Fixed DoNotExecute to still execute Stop and Finish keywords.
Jave JNI is now alpha status (should work–no example and not yet tested).
Fix Resource waiting on command set deallocation error.

Version 1.3.0 changes

SQL keyword added

This currently supports the APR database driver.
The APR database driver supports:
FreeTDS (MSSQL and Sybase)
The SQL keyword allows using SQL data sources to write to and read from Kappa Variables. Format strings specify the (binary) Variable layout mapping to/from database record fields. Full parallel transaction control is implemented. It is possible to subclass the kappa/DBD class to have the SQL keyword use your own driver instead of the APR database driver.

The SQL keyword supports star database layout for OLAP. It has built-in support for separate dimension and measure handling. Dimensions may be any data type–it has automatic support for assigning unsigned integer numbers as dimension labels for easier CUDA OLAP processing. The SQL keyword also supports using a numeric primary key for easy and compact row tracking and modification.

ASYNC attribute added for SQL and C/Kernel keywords

The ASYNC=true attribute allows the C/Kernel and the SQL Select, Read, Write, and Execute keyword commands to execute asynchronously. Note that the CUDA API’s do not allow access to most functionality from a C/Kernel if the ASYNC=true attribute is used.

Added Expand keyword and subroutine labels and labelsets

This allow creating subroutines as (tensor) indexed components that can be expanded dynamically at runtime. This gives a real, practical implementation that allows for true concurrent kernel execution and algorithm step sizing. Properly used, this allows maximum occupancy and use of GPU and CPU.

Labels can be placed in attribute values (such as stream ids), module names, kernel names, Value names, kernel arguments, and Variable names–among other places. These labels are then expanded (at runtime) with numeric ranges or Indices. Numeric ranges and Value Indices can be sliced from Variables using prior Kappa Library features. This allows for automatic parallelism and sizing using runtime data in a natural (tensor) index component manner. These labels can be used to create parallel execution dependency streams, vary across GPU or CPU, select/split/slice datasets for parallelism, select kernels, perform data parallel combinatoric expansions, etc.


Add OUTPUT_WARNING=false attribute for CUDA/Kernel.

Added NVIDIA 3.1 API STACK_SIZE attribute to CUDA/Kernel to set stack size limit (for GPU threads) (this gets reset when the context is reset).

Added NVIDIA 3.1 API PRINTF_FIFO_SIZE attribute to CUDA/Module to set the printf fifo size limit.

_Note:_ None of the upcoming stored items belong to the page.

pub mod auth;
pub mod cache;
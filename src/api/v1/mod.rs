/*
 * Responsibility
 * - Public entry points of v1 (routes() re-export, extractors, DTOs)
 */
pub mod dto;
pub mod extractors;
pub mod handlers;
mod routes;

pub use routes::routes;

Added underscore and dollar sign to the set of allowed characters in names and arguments (and dollar sign is no longer an ‘expression’ character).

Various fixes.

Example using the new features in Kappa version 1.3:

Output from the following example (with a few print statements added) on a dual core, midrange system processing four million rows in parallel is:

/usr/bin/time BUILD/m64/opengl/ikappa/ikappa sqltest/read.k
number of categories: 4 categories: 1 2 3 4
1048576 rows 40 bytes per row 65536 rows per batch
1048576 rows 40 bytes per row 65536 rows per batch
1048576 rows 40 bytes per row 65536 rows per batch
1048576 rows 40 bytes per row 65536 rows per batch
number of loops: 16 = 1048576 / 65536
number of loops: 16 = 1048576 / 65536
number of loops: 16 = 1048576 / 65536
number of loops: 16 = 1048576 / 65536
Processing time: 2730.76 (ms)
8.69user 2.00system 0:22.84elapsed 46%CPU (0avgtext+0avgdata 3821920maxresident)k
0inputs+0outputs (0major+233182minor)pagefaults 0swaps

The example output shown here is for a table in star format containing four million rows and, besides the primary key and the category dimension, six other dimension fields and three measure fields consisting of an integer field, a float field and a double field. This shows less than three seconds for the data transfer to the GPU and less than 23 seconds total program execution time for a seven dimensional hypercube with three measures with four million data points. The numbers shown correspond to a data transfer bandwidth utilization greater than 45% of maximum bandwidth. These numbers are shown to help you with your sizing–using systems with quad core or more processor cores and with higher speed memory transfer components will give correspondingly higher throughput. This is OLAP that you can afford.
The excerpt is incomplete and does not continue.